Obama says GOP wants to 'cut education by 20 percent'

Bridget Johnson
The Hill 
10/09/10 06:00 AM ET

President Obama pitched education initiatives and funding as key to preparing kids for the jobs of the future, and accused congressional Republicans of standing in the way of goals to graduate more students from college.

In his weekly address, Obama began by saying he was fighting to create jobs and rebuild the economy as American families are struggling. But he said that kids need to be better prepared for the jobs of the future in a global economy. "China and India aren’t playing for second," he said. "South Korea and Germany aren’t playing for second. They’re playing for first – and so should America." 

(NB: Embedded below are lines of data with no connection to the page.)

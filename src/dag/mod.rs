//! # Compaction DAG
//!
//! The directed acyclic graph of compaction history: one node per SST
//! file, one edge from every compaction input to every compaction
//! output. Roots are files produced by memtable flush (no inputs);
//! leaves are files still live or only recently compacted away.
//!
//! The DAG answers the lineage queries the diff engine needs:
//!
//! - **ancestors / descendants** — transitive inputs / outputs of a file,
//! - **delta files** — the SST set sufficient to reconstruct the changes
//!   between two snapshots' live sets (endpoint differences plus the
//!   preserved intermediate files on the chains connecting them),
//! - **degraded marks** — files whose preservation failed; any lineage
//!   touching them routes to the full-scan fallback rather than risking
//!   a silently incorrect diff,
//! - **GC** — records older than the retention horizon are dropped once
//!   no snapshot pins their files.
//!
//! ## Representation
//!
//! In memory the graph is two adjacency tables keyed by `file_id`
//! (forward and reverse); nodes are implied by table presence. No
//! separately-allocated node objects, no back-pointers. Persistently,
//! each compaction is one meta-store entry under `cr/` holding the whole
//! record, so inputs and outputs become durable together or not at all;
//! the in-memory graph is rebuilt by scanning that namespace at startup.
//!
//! ## Concurrency
//!
//! Readers (diff jobs) take the read half of an `RwLock`; the single
//! writer (the compaction listener) takes the write half for the short
//! append path.

#[cfg(test)]
mod tests;

use std::{
    collections::{HashMap, HashSet, VecDeque},
    sync::{Arc, RwLock},
};

use thiserror::Error;
use tracing::{debug, info, warn};

use crate::encoding::{self, Decode, Encode, EncodingError};
use crate::metastore::{Batch, MetaStore, MetaStoreError};

/// Meta-store namespace for compaction records.
const RECORD_PREFIX: &[u8] = b"cr/";
/// Meta-store namespace for degraded-file marks.
const DEGRADED_PREFIX: &[u8] = b"dg/";

// ------------------------------------------------------------------------------------------------
// Error type
// ------------------------------------------------------------------------------------------------

/// Errors returned by DAG operations.
#[derive(Debug, Error)]
pub enum DagError {
    /// Meta-store failure while persisting or loading records.
    #[error("Meta store error: {0}")]
    Meta(#[from] MetaStoreError),

    /// Encoding failure on a persisted record.
    #[error("Encoding error: {0}")]
    Encoding(#[from] EncodingError),

    /// Internal invariant violation or poisoned lock.
    #[error("Internal error: {0}")]
    Internal(String),
}

// ------------------------------------------------------------------------------------------------
// Compaction record
// ------------------------------------------------------------------------------------------------

/// One completed compaction: `inputs` were merged into `outputs`.
#[derive(Debug, Clone, PartialEq, Eq)]
pub struct CompactionRecord {
    /// Monotonic record sequence (assigned at append).
    pub seq: u64,

    /// Completion time, milliseconds since UNIX epoch.
    pub timestamp_ms: u64,

    /// Files consumed by the compaction.
    pub inputs: Vec<u64>,

    /// Files produced by the compaction.
    pub outputs: Vec<u64>,
}

impl Encode for CompactionRecord {
    fn encode_to(&self, buf: &mut Vec<u8>) -> Result<(), EncodingError> {
        self.seq.encode_to(buf)?;
        self.timestamp_ms.encode_to(buf)?;
        encoding::encode_vec(&self.inputs, buf)?;
        encoding::encode_vec(&self.outputs, buf)
    }
}

impl Decode for CompactionRecord {
    fn decode_from(buf: &[u8]) -> Result<(Self, usize), EncodingError> {
        let mut offset = 0;
        let (seq, n) = u64::decode_from(&buf[offset..])?;
        offset += n;
        let (timestamp_ms, n) = u64::decode_from(&buf[offset..])?;
        offset += n;
        let (inputs, n) = encoding::decode_vec::<u64>(&buf[offset..])?;
        offset += n;
        let (outputs, n) = encoding::decode_vec::<u64>(&buf[offset..])?;
        offset += n;
        Ok((
            Self {
                seq,
                timestamp_ms,
                inputs,
                outputs,
            },
            offset,
        ))
    }
}

fn record_key(seq: u64) -> Vec<u8> {
    let mut key = RECORD_PREFIX.to_vec();
    key.extend_from_slice(&seq.to_be_bytes());
    key
}

fn degraded_key(file_id: u64) -> Vec<u8> {
    let mut key = DEGRADED_PREFIX.to_vec();
    key.extend_from_slice(&file_id.to_be_bytes());
    key
}

// ------------------------------------------------------------------------------------------------
// Delta set
// ------------------------------------------------------------------------------------------------

/// The SST files whose records jointly determine a diff.
#[derive(Debug, Default)]
pub struct DeltaFiles {
    /// Files live only in the older snapshot's set.
    pub from_only: Vec<u64>,

    /// Files live only in the newer snapshot's set.
    pub to_only: Vec<u64>,

    /// Preserved files on the compaction chains connecting the two live
    /// sets — in neither snapshot, but contributing candidate keys.
    pub intermediates: Vec<u64>,
}

// ------------------------------------------------------------------------------------------------
// CompactionDag
// ------------------------------------------------------------------------------------------------

struct DagInner {
    /// input → outputs it was compacted into.
    forward: HashMap<u64, Vec<u64>>,

    /// output → inputs it was produced from.
    reverse: HashMap<u64, Vec<u64>>,

    /// All records, keyed by sequence, for idempotency checks and GC.
    records: HashMap<u64, CompactionRecord>,

    /// Files whose preservation failed; lineage through them is unusable.
    degraded: HashSet<u64>,

    next_seq: u64,
}

impl DagInner {
    fn link(&mut self, record: &CompactionRecord) {
        for &input in &record.inputs {
            let outputs = self.forward.entry(input).or_default();
            for &output in &record.outputs {
                if !outputs.contains(&output) {
                    outputs.push(output);
                }
            }
        }
        for &output in &record.outputs {
            let inputs = self.reverse.entry(output).or_default();
            for &input in &record.inputs {
                if !inputs.contains(&input) {
                    inputs.push(input);
                }
            }
        }
    }

    fn rebuild_adjacency(&mut self) {
        self.forward.clear();
        self.reverse.clear();
        let records: Vec<CompactionRecord> = self.records.values().cloned().collect();
        for record in &records {
            self.link(record);
        }
    }
}

/// Reachability and lineage queries over compaction history.
pub struct CompactionDag {
    meta: Arc<MetaStore>,
    inner: RwLock<DagInner>,
}

impl CompactionDag {
    /// Rebuild the DAG from the meta store's `cr/` and `dg/` namespaces.
    pub fn open(meta: Arc<MetaStore>) -> Result<Self, DagError> {
        let mut inner = DagInner {
            forward: HashMap::new(),
            reverse: HashMap::new(),
            records: HashMap::new(),
            degraded: HashSet::new(),
            next_seq: 0,
        };

        for (_, value) in meta.scan_prefix(RECORD_PREFIX)? {
            let (record, _) = CompactionRecord::decode_from(&value)?;
            inner.next_seq = inner.next_seq.max(record.seq + 1);
            inner.link(&record);
            inner.records.insert(record.seq, record);
        }
        for (key, _) in meta.scan_prefix(DEGRADED_PREFIX)? {
            let raw = &key[DEGRADED_PREFIX.len()..];
            if raw.len() == 8 {
                let mut id = [0u8; 8];
                id.copy_from_slice(raw);
                inner.degraded.insert(u64::from_be_bytes(id));
            }
        }

        info!(
            records = inner.records.len(),
            degraded = inner.degraded.len(),
            "compaction DAG rebuilt"
        );
        Ok(Self {
            meta,
            inner: RwLock::new(inner),
        })
    }

    /// Append one compaction record: persisted first (durable before
    /// visible), then linked into the adjacency tables.
    ///
    /// Idempotent: a record with identical inputs and outputs is a
    /// no-op.
    pub fn add_record(
        &self,
        inputs: &[u64],
        outputs: &[u64],
        timestamp_ms: u64,
    ) -> Result<(), DagError> {
        let mut inner = self
            .inner
            .write()
            .map_err(|_| DagError::Internal("RwLock poisoned".into()))?;

        let duplicate = inner
            .records
            .values()
            .any(|r| r.inputs == inputs && r.outputs == outputs);
        if duplicate {
            debug!(?inputs, ?outputs, "duplicate compaction record ignored");
            return Ok(());
        }

        let record = CompactionRecord {
            seq: inner.next_seq,
            timestamp_ms,
            inputs: inputs.to_vec(),
            outputs: outputs.to_vec(),
        };
        self.meta
            .put(record_key(record.seq), encoding::encode_to_vec(&record)?)?;

        inner.next_seq += 1;
        inner.link(&record);
        inner.records.insert(record.seq, record);
        Ok(())
    }

    /// All files transitively input to `file_id`.
    pub fn ancestors(&self, file_id: u64) -> Result<HashSet<u64>, DagError> {
        let inner = self
            .inner
            .read()
            .map_err(|_| DagError::Internal("RwLock poisoned".into()))?;
        Ok(Self::walk(&inner.reverse, file_id))
    }

    /// All files transitively produced from `file_id`.
    pub fn descendants(&self, file_id: u64) -> Result<HashSet<u64>, DagError> {
        let inner = self
            .inner
            .read()
            .map_err(|_| DagError::Internal("RwLock poisoned".into()))?;
        Ok(Self::walk(&inner.forward, file_id))
    }

    fn walk(adjacency: &HashMap<u64, Vec<u64>>, start: u64) -> HashSet<u64> {
        let mut seen = HashSet::new();
        let mut queue = VecDeque::from([start]);
        while let Some(node) = queue.pop_front() {
            if let Some(nexts) = adjacency.get(&node) {
                for &next in nexts {
                    if seen.insert(next) {
                        queue.push_back(next);
                    }
                }
            }
        }
        seen
    }

    /// Compute the delta set for a diff between two live SST sets.
    ///
    /// `older_set` must belong to the snapshot with the lower sequence
    /// number. Endpoint differences are always included; the preserved
    /// intermediate files on the chains from `older \ newer` toward
    /// `newer` contribute candidate keys and are collected by a forward
    /// walk. Intermediates that are no longer readable are skipped —
    /// their key-level changes are covered by the endpoint files.
    pub fn delta_files(
        &self,
        older_set: &HashSet<u64>,
        newer_set: &HashSet<u64>,
        is_readable: impl Fn(u64) -> bool,
    ) -> Result<DeltaFiles, DagError> {
        let inner = self
            .inner
            .read()
            .map_err(|_| DagError::Internal("RwLock poisoned".into()))?;

        let mut delta = DeltaFiles {
            from_only: older_set.difference(newer_set).copied().collect(),
            to_only: newer_set.difference(older_set).copied().collect(),
            intermediates: Vec::new(),
        };
        delta.from_only.sort_unstable();
        delta.to_only.sort_unstable();

        let mut seen: HashSet<u64> = HashSet::new();
        let mut queue: VecDeque<u64> = delta.from_only.iter().copied().collect();
        while let Some(node) = queue.pop_front() {
            let Some(outputs) = inner.forward.get(&node) else {
                continue;
            };
            for &output in outputs {
                if newer_set.contains(&output) || older_set.contains(&output) {
                    continue;
                }
                if !seen.insert(output) {
                    continue;
                }
                if is_readable(output) {
                    delta.intermediates.push(output);
                }
                queue.push_back(output);
            }
        }
        delta.intermediates.sort_unstable();
        Ok(delta)
    }

    /// Mark a file's lineage unusable (failed or corrupt preservation).
    pub fn mark_degraded(&self, file_id: u64) -> Result<(), DagError> {
        let mut inner = self
            .inner
            .write()
            .map_err(|_| DagError::Internal("RwLock poisoned".into()))?;
        if inner.degraded.insert(file_id) {
            self.meta.put(degraded_key(file_id), Vec::new())?;
            warn!(file_id, "SST lineage marked degraded");
        }
        Ok(())
    }

    /// True when the file has been marked degraded.
    pub fn is_degraded(&self, file_id: u64) -> Result<bool, DagError> {
        let inner = self
            .inner
            .read()
            .map_err(|_| DagError::Internal("RwLock poisoned".into()))?;
        Ok(inner.degraded.contains(&file_id))
    }

    /// Number of records currently held.
    pub fn record_count(&self) -> Result<usize, DagError> {
        let inner = self
            .inner
            .read()
            .map_err(|_| DagError::Internal("RwLock poisoned".into()))?;
        Ok(inner.records.len())
    }

    /// Drop records older than `horizon_ms` (relative to `now_ms`)
    /// whose files are not pinned by any snapshot.
    ///
    /// Returns the file ids that no longer appear in any remaining
    /// record, so the caller can discard their unreferenced backups.
    pub fn gc(
        &self,
        now_ms: u64,
        horizon_ms: u64,
        pinned: &HashSet<u64>,
    ) -> Result<Vec<u64>, DagError> {
        let cutoff = now_ms.saturating_sub(horizon_ms);
        let mut inner = self
            .inner
            .write()
            .map_err(|_| DagError::Internal("RwLock poisoned".into()))?;

        let expired: Vec<u64> = inner
            .records
            .values()
            .filter(|r| r.timestamp_ms < cutoff)
            .filter(|r| {
                r.inputs.iter().all(|f| !pinned.contains(f))
                    && r.outputs.iter().all(|f| !pinned.contains(f))
            })
            .map(|r| r.seq)
            .collect();
        if expired.is_empty() {
            return Ok(Vec::new());
        }

        let mut touched: HashSet<u64> = HashSet::new();
        let mut batch = Batch::new();
        for seq in &expired {
            if let Some(record) = inner.records.remove(seq) {
                touched.extend(record.inputs.iter().copied());
                touched.extend(record.outputs.iter().copied());
                batch.delete(record_key(*seq));
            }
        }
        self.meta.apply_batch(batch)?;
        inner.rebuild_adjacency();

        let orphaned: Vec<u64> = touched
            .into_iter()
            .filter(|f| !inner.forward.contains_key(f) && !inner.reverse.contains_key(f))
            .filter(|f| !pinned.contains(f))
            .collect();

        info!(
            removed_records = expired.len(),
            orphaned_files = orphaned.len(),
            "compaction DAG GC"
        );
        Ok(orphaned)
    }
}
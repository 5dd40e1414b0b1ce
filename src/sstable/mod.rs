//! Sorted String Table (SSTable) module.
//!
//! This module implements the **immutable**, **disk-backed**, sorted
//! table format the diff engine reads and writes: the format of its
//! preserved (backed-up) SSTs, of their value-pruned variants, and of
//! the tables the test harness builds to stand in for a host store.
//!
//! ## Design overview
//!
//! An SSTable stores point records (puts and point tombstones) in sorted
//! data blocks, plus a separate block of range tombstones. Every put
//! cell carries a fixed-width **blake3 digest** of its value, computed
//! at build time. A table built in *pruned* mode keeps key, sequence
//! number, record type, and digest but drops the value bytes — enough
//! for diff classification (added / deleted / modified / renamed) at a
//! fraction of the disk cost, but not for value retrieval.
//!
//! Tombstones are first-class: the [`ScanIterator`] surfaces point
//! deletes and range deletes alongside puts, in key order. The diff
//! algorithm depends on seeing them — a reader that hid tombstones
//! would make a deleted key look absent in both snapshots for the wrong
//! reason.
//!
//! # On-disk layout
//!
//! ```text
//! [HEADER_BYTES][HEADER_CRC32_LE]
//! [DATA_BLOCK_LEN_LE][DATA_BLOCK_BYTES][DATA_BLOCK_CRC32_LE]
//! ...
//! [RANGE_DELETES_LEN_LE][RANGE_DELETES_BYTES][RANGE_DELETES_CRC32_LE]
//! [PROPERTIES_LEN_LE][PROPERTIES_BYTES][PROPERTIES_CRC32_LE]
//! [INDEX_LEN_LE][INDEX_BYTES][INDEX_CRC32_LE]
//! [FOOTER_BYTES]
//! ```
//!
//! - **Header** — magic, version, CRC32.
//! - **Data blocks** — concatenated encoded [`SstCell`]s, sorted by
//!   `(key ASC, seqno DESC)`, ~4 KiB each, per-block CRC32.
//! - **Range deletes block** — encoded [`SstRangeCell`]s sorted by start
//!   key.
//! - **Properties block** — counts, seqno range, key range, pruned flag.
//! - **Index block** — separator key → data-block handle, enabling
//!   binary search for a scan's start position.
//! - **Footer** — handles of the range/properties/index blocks, total
//!   file size, CRC32.
//!
//! # Concurrency model
//!
//! SSTables are immutable; reads go through a shared `mmap` and are
//! lock-free. Multiple scans over one [`Sstable`] may run concurrently.
//!
//! # Guarantees
//!
//! - **Atomic creation:** files are written to a `.tmp` path and renamed.
//! - **Integrity:** every block and the footer carry CRC32 checksums;
//!   corruption surfaces as [`SstError::ChecksumMismatch`].
//! - **Digest stability:** the digest algorithm (blake3, 32 bytes) is
//!   committed in the format version, so pruned tables written by one
//!   engine version remain comparable in another.

pub mod builder;
pub mod iterator;

#[cfg(test)]
mod tests;

pub use builder::SstWriter;
pub use iterator::{BlockIterator, ScanIterator};

use std::{fs::File, io, path::Path};

use crc32fast::Hasher as Crc32;
use memmap2::Mmap;
use thiserror::Error;

use crate::encoding::{self, Decode, Encode, EncodingError};

// ------------------------------------------------------------------------------------------------
// Constants
// ------------------------------------------------------------------------------------------------

pub(crate) const SST_MAGIC: [u8; 4] = *b"SDF1";
pub(crate) const SST_VERSION: u32 = 1;
pub(crate) const SST_HEADER_SIZE: usize = 12;
pub(crate) const SST_BLOCK_MAX_SIZE: usize = 4096;
pub(crate) const SST_BLOCK_LEN_SIZE: usize = 4;
pub(crate) const SST_BLOCK_CRC_SIZE: usize = 4;
/// Three block handles (offset + size, 16 B each), total size, CRC32.
pub(crate) const SST_FOOTER_SIZE: usize = 3 * 16 + 8 + 4;

/// Width of a value content digest in bytes (blake3).
pub const DIGEST_LEN: usize = 32;

/// A value content digest: blake3 over the raw value bytes.
pub type Digest = [u8; DIGEST_LEN];

/// Digest of `value` as stored in put cells.
pub fn value_digest(value: &[u8]) -> Digest {
    *blake3::hash(value).as_bytes()
}

// ------------------------------------------------------------------------------------------------
// Error type
// ------------------------------------------------------------------------------------------------

/// Errors returned by SSTable operations (read, write, build).
#[derive(Debug, Error)]
pub enum SstError {
    /// Underlying I/O error.
    #[error("I/O error: {0}")]
    Io(#[from] io::Error),

    /// Encoding / decoding error.
    #[error("Encoding error: {0}")]
    Encoding(#[from] EncodingError),

    /// Data integrity failure.
    #[error("Checksum mismatch")]
    ChecksumMismatch,

    /// The file is not an SSTable or uses an unsupported version.
    #[error("Invalid format: {0}")]
    InvalidFormat(String),

    /// Internal invariant violation.
    #[error("Internal error: {0}")]
    Internal(String),
}

// ------------------------------------------------------------------------------------------------
// Record model
// ------------------------------------------------------------------------------------------------

/// One record yielded by the tombstone-aware reader.
///
/// Ordered by `(key ASC, seqno DESC)` — for a given key the most recent
/// version sorts first. Range deletes order by their start key.
#[derive(Debug, Clone)]
pub enum SstRecord {
    /// A live key version. `value` is `None` when read from a pruned
    /// table; the digest is always present.
    Put {
        key: Vec<u8>,
        seqno: u64,
        digest: Digest,
        value: Option<Vec<u8>>,
    },

    /// A point tombstone for `key`.
    Delete { key: Vec<u8>, seqno: u64 },

    /// A range tombstone covering `[start, end)`.
    RangeDelete {
        start: Vec<u8>,
        end: Vec<u8>,
        seqno: u64,
    },
}

impl SstRecord {
    /// Sequence number of this record.
    pub fn seqno(&self) -> u64 {
        match self {
            SstRecord::Put { seqno, .. } => *seqno,
            SstRecord::Delete { seqno, .. } => *seqno,
            SstRecord::RangeDelete { seqno, .. } => *seqno,
        }
    }

    /// Ordering key of this record; the **start** key for range deletes.
    pub fn key(&self) -> &[u8] {
        match self {
            SstRecord::Put { key, .. } => key,
            SstRecord::Delete { key, .. } => key,
            SstRecord::RangeDelete { start, .. } => start,
        }
    }
}

impl PartialEq for SstRecord {
    fn eq(&self, other: &Self) -> bool {
        self.key() == other.key() && self.seqno() == other.seqno()
    }
}

impl Eq for SstRecord {}

impl PartialOrd for SstRecord {
    fn partial_cmp(&self, other: &Self) -> Option<std::cmp::Ordering> {
        Some(self.cmp(other))
    }
}

impl Ord for SstRecord {
    /// Compares by `(key ASC, seqno DESC)` so the newest version of a
    /// key is seen first during merge iteration.
    fn cmp(&self, other: &Self) -> std::cmp::Ordering {
        match self.key().cmp(other.key()) {
            std::cmp::Ordering::Equal => other.seqno().cmp(&self.seqno()),
            ord => ord,
        }
    }
}

/// A point mutation fed to [`SstWriter`]: a put (`value = Some`) or a
/// point tombstone (`value = None`).
#[derive(Debug, Clone)]
pub struct PointEntry {
    pub key: Vec<u8>,
    pub value: Option<Vec<u8>>,
    pub seqno: u64,
}

impl PointEntry {
    /// A put entry.
    pub fn put(key: impl Into<Vec<u8>>, value: impl Into<Vec<u8>>, seqno: u64) -> Self {
        Self {
            key: key.into(),
            value: Some(value.into()),
            seqno,
        }
    }

    /// A point tombstone.
    pub fn delete(key: impl Into<Vec<u8>>, seqno: u64) -> Self {
        Self {
            key: key.into(),
            value: None,
            seqno,
        }
    }
}

/// A range tombstone fed to [`SstWriter`], deleting `[start, end)`.
#[derive(Debug, Clone)]
pub struct RangeTombstone {
    pub start: Vec<u8>,
    pub end: Vec<u8>,
    pub seqno: u64,
}

impl RangeTombstone {
    pub fn new(start: impl Into<Vec<u8>>, end: impl Into<Vec<u8>>, seqno: u64) -> Self {
        Self {
            start: start.into(),
            end: end.into(),
            seqno,
        }
    }
}

// ------------------------------------------------------------------------------------------------
// On-disk structures
// ------------------------------------------------------------------------------------------------

/// A `(offset, size)` pair locating a checksummed block in the file.
#[derive(Debug, Clone, Copy, Default, PartialEq, Eq)]
pub(crate) struct BlockHandle {
    pub(crate) offset: u64,
    pub(crate) size: u64,
}

impl Encode for BlockHandle {
    fn encode_to(&self, buf: &mut Vec<u8>) -> Result<(), EncodingError> {
        self.offset.encode_to(buf)?;
        self.size.encode_to(buf)
    }
}

impl Decode for BlockHandle {
    fn decode_from(buf: &[u8]) -> Result<(Self, usize), EncodingError> {
        let mut offset = 0;
        let (off, n) = u64::decode_from(&buf[offset..])?;
        offset += n;
        let (size, n) = u64::decode_from(&buf[offset..])?;
        offset += n;
        Ok((Self { offset: off, size }, offset))
    }
}

/// One point cell inside a data block.
///
/// `kind` is `0` for a put, `1` for a point tombstone. Put cells carry
/// the value digest and (unless the table is pruned) the value bytes.
#[derive(Debug, Clone)]
pub(crate) struct SstCell {
    pub(crate) kind: u8,
    pub(crate) seqno: u64,
    pub(crate) key: Vec<u8>,
    pub(crate) digest: Digest,
    pub(crate) value: Option<Vec<u8>>,
}

pub(crate) const CELL_KIND_PUT: u8 = 0;
pub(crate) const CELL_KIND_DELETE: u8 = 1;

impl Encode for SstCell {
    fn encode_to(&self, buf: &mut Vec<u8>) -> Result<(), EncodingError> {
        self.kind.encode_to(buf)?;
        self.seqno.encode_to(buf)?;
        self.key.encode_to(buf)?;
        if self.kind == CELL_KIND_PUT {
            self.digest.encode_to(buf)?;
            self.value.encode_to(buf)?;
        }
        Ok(())
    }
}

He touted the Skills for America's Future initiative introduced earlier in the week intended to connect students with employers, and the Race to the Top program that aims to graduate more students from college per capita than any other country by 2020. 

"And yet, if Republicans in Congress had their way, we’d have a harder time meeting that goal," Obama said. "We’d have a harder time offering our kids the best education possible. Because they’d have us cut education by 20 percent – cuts that would reduce financial aid for eight million students; cuts that would leave our great and undervalued community colleges without the resources they need to prepare our graduates for the jobs of the future."

The president said he was prepared to make "some tough choices" to get "our fiscal house in order."

"But what I’m not prepared to do is shortchange our children’s education," he said. "What I’m not prepared to do is undercut their economic future, your economic future, or the economic future of the United States of America."

Republicans fired back at Obama's assertion that Republicans want to cut education by 20 percent.

"What threatens our children’s future is not the Pledge to America, but rather the reckless spending spree being carried out on the backs of future generations by President Obama and his allies," Rep. Kevin McCarthy (R-Calif.), chairman of the recently unveiled Pledge to America, said. 

"Democrats in Washington have been asking our kids and grandkids to pick up the tab for their wasteful stimulus spending that has done nothing to create a more stable economic environment for their future," McCarthy said. "While the President is spending his time engaging in scare tactics, Republicans are offering America’s children a renewed opportunity for prosperity with a plan for economic growth and concrete steps to begin reining in Washington spending.”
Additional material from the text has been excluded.